**Dataset records**
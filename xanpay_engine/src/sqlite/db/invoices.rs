use chrono::{DateTime, Utc};
use log::debug;
use sqlx::SqliteConnection;
use xpg_common::MicroUsdc;

use crate::db_types::Invoice;

/// Inserts an invoice with the given (already generated) code. Returns `None` if the code
/// collides with an existing invoice for the same merchant, in which case the caller should
/// regenerate and retry.
pub async fn try_insert_invoice(
    merchant_id: i64,
    code: &str,
    product_id: i64,
    quantity: i64,
    valid_until: DateTime<Utc>,
    conn: &mut SqliteConnection,
) -> Result<Option<Invoice>, sqlx::Error> {
    let result = sqlx::query_as::<_, Invoice>(
        r#"
            INSERT INTO invoices (merchant_id, code, product_id, quantity, valid_until)
            VALUES ($1, $2, $3, $4, $5)
            RETURNING *;
        "#,
    )
    .bind(merchant_id)
    .bind(code)
    .bind(product_id)
    .bind(quantity)
    .bind(valid_until)
    .fetch_one(conn)
    .await;
    match result {
        Ok(invoice) => {
            debug!("🗃️ Invoice [{}] created for merchant #{merchant_id}", invoice.code);
            Ok(Some(invoice))
        },
        Err(sqlx::Error::Database(db)) if db.message().contains("UNIQUE") => Ok(None),
        Err(e) => Err(e),
    }
}

pub async fn fetch_invoice(
    merchant_id: i64,
    code: &str,
    conn: &mut SqliteConnection,
) -> Result<Option<Invoice>, sqlx::Error> {
    sqlx::query_as("SELECT * FROM invoices WHERE merchant_id = $1 AND code = $2")
        .bind(merchant_id)
        .bind(code)
        .fetch_optional(conn)
        .await
}

/// Global scan fallback for the public invoice endpoint. Codes are only unique per merchant, so
/// ties are broken by creation order.
pub async fn fetch_invoice_by_code_global(
    code: &str,
    conn: &mut SqliteConnection,
) -> Result<Option<Invoice>, sqlx::Error> {
    sqlx::query_as("SELECT * FROM invoices WHERE code = $1 ORDER BY created_at ASC LIMIT 1")
        .bind(code)
        .fetch_optional(conn)
        .await
}

/// Flips the invoice to paid, but only if it is currently unpaid. Returns `true` if this call won
/// the flip. A concurrent settlement of the same invoice loses here and observes `false`.
pub async fn mark_paid(
    invoice_id: i64,
    amount_paid: MicroUsdc,
    paid_at: DateTime<Utc>,
    conn: &mut SqliteConnection,
) -> Result<bool, sqlx::Error> {
    let result = sqlx::query(
        "UPDATE invoices SET paid = 1, amount_paid = $1, paid_at = $2, updated_at = CURRENT_TIMESTAMP WHERE id = $3 \
         AND paid = 0",
    )
    .bind(amount_paid)
    .bind(paid_at)
    .bind(invoice_id)
    .execute(conn)
    .await?;
    Ok(result.rows_affected() == 1)
}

**The problem**
To answer, copy each line from the material above that has the word "sqlx".

**Solution to this problem**
use sqlx::SqliteConnection;
) -> Result<Option<Invoice>, sqlx::Error> {
    let result = sqlx::query_as::<_, Invoice>(
        Err(sqlx::Error::Database(db)) if db.message().contains("UNIQUE") => Ok(None),
) -> Result<Option<Invoice>, sqlx::Error> {
    sqlx::query_as("SELECT * FROM invoices WHERE merchant_id = $1 AND code = $2")
) -> Result<Option<Invoice>, sqlx::Error> {
    sqlx::query_as("SELECT * FROM invoices WHERE code = $1 ORDER BY created_at ASC LIMIT 1")
) -> Result<bool, sqlx::Error> {
    let result = sqlx::query(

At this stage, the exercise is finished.